§ **What to work on**: Examine the material below. Gather every line in which the string "merging" appears.
————————
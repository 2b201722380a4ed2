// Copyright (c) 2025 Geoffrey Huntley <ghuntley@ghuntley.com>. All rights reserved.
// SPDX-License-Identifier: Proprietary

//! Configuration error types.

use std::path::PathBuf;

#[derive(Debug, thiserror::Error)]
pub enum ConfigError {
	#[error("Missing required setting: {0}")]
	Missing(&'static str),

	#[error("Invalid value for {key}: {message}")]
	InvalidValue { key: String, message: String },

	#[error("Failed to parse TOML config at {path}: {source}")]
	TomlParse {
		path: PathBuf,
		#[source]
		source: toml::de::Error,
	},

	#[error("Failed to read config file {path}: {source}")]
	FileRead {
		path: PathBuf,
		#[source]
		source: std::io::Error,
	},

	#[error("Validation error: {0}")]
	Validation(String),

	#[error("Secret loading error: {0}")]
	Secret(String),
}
————————
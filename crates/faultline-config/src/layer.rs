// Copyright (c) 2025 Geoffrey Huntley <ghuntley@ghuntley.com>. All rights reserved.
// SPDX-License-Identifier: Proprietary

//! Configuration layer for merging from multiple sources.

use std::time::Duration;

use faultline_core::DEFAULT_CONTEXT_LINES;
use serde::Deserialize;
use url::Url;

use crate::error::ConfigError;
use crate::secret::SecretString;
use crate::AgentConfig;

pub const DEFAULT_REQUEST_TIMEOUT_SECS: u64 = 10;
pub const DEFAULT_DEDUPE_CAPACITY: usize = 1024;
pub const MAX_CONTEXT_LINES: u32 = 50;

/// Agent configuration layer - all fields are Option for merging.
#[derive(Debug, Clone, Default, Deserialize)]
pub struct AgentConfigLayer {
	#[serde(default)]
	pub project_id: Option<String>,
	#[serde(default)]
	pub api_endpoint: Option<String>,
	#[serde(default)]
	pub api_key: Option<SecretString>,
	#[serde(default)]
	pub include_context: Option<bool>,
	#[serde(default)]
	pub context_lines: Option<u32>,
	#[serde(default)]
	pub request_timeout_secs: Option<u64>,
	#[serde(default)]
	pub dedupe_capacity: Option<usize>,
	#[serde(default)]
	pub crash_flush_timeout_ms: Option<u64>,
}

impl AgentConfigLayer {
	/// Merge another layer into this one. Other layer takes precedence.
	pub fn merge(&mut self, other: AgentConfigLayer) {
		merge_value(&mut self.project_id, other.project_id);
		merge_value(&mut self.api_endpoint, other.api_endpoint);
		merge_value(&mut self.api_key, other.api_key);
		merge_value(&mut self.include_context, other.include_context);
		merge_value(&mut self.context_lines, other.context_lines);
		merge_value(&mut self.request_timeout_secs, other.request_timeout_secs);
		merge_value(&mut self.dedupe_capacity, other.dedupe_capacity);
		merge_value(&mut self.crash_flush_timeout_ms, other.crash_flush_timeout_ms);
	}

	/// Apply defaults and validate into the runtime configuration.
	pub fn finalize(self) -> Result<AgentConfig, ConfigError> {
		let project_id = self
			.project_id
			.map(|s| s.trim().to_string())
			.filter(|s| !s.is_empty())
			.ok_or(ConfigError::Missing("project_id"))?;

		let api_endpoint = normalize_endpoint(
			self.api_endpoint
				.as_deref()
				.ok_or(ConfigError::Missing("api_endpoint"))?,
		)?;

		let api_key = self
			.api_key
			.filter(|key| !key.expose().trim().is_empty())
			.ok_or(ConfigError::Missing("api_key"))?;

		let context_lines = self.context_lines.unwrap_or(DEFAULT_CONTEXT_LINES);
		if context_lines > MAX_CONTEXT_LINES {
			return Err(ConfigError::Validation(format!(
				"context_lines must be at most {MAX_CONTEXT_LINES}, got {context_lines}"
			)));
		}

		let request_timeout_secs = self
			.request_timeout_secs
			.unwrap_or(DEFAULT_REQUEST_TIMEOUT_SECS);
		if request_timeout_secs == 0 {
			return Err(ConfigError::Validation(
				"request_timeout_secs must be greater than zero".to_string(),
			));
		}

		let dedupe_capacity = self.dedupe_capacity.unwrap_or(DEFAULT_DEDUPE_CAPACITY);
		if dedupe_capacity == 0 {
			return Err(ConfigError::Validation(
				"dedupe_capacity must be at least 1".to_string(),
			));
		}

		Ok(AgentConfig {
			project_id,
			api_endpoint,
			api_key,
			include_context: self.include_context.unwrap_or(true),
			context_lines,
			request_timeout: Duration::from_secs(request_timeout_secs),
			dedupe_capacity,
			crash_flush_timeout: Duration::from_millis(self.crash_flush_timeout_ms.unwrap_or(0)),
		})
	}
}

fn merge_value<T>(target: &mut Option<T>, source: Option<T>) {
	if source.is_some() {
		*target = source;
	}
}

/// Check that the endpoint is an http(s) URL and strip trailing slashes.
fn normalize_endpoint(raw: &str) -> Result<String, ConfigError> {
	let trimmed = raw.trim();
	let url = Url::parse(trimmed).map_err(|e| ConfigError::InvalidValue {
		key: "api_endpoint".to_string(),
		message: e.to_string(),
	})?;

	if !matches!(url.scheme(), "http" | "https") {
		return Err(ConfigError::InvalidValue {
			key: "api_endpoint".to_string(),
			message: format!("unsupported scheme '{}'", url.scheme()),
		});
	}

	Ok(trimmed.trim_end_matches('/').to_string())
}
————————
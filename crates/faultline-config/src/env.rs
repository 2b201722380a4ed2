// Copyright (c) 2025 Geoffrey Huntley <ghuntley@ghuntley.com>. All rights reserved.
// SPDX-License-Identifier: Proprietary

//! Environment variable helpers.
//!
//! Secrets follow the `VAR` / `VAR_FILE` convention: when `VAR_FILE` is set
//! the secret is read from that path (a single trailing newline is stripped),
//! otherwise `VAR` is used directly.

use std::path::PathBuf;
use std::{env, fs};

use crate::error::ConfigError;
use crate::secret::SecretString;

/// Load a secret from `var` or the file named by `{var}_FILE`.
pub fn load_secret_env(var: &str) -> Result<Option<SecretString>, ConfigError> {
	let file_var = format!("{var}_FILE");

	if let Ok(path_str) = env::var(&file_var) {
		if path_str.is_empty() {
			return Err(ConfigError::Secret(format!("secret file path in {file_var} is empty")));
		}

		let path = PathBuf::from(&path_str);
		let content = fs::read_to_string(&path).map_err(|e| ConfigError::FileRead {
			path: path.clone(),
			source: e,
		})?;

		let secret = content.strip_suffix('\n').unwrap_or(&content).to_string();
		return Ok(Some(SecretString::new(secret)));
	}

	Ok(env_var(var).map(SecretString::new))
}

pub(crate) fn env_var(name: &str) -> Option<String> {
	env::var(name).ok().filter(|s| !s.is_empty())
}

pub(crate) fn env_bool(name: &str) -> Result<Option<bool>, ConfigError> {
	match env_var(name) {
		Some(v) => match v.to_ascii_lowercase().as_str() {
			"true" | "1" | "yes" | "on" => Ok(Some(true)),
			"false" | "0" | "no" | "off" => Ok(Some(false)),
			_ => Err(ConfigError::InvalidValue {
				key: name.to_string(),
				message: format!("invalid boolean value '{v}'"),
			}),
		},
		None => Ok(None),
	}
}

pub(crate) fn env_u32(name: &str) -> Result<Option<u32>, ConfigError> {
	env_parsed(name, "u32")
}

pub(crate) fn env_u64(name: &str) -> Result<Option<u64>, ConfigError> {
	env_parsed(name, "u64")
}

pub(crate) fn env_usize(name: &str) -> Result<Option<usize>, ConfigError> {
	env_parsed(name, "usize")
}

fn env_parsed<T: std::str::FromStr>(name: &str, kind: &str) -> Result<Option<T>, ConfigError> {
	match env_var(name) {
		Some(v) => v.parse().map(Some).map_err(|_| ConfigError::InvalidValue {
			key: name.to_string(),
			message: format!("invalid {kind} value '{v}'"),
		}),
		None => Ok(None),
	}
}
————————
§ **Reply**:
//! Configuration layer for merging from multiple sources.
/// Agent configuration layer - all fields are Option for merging.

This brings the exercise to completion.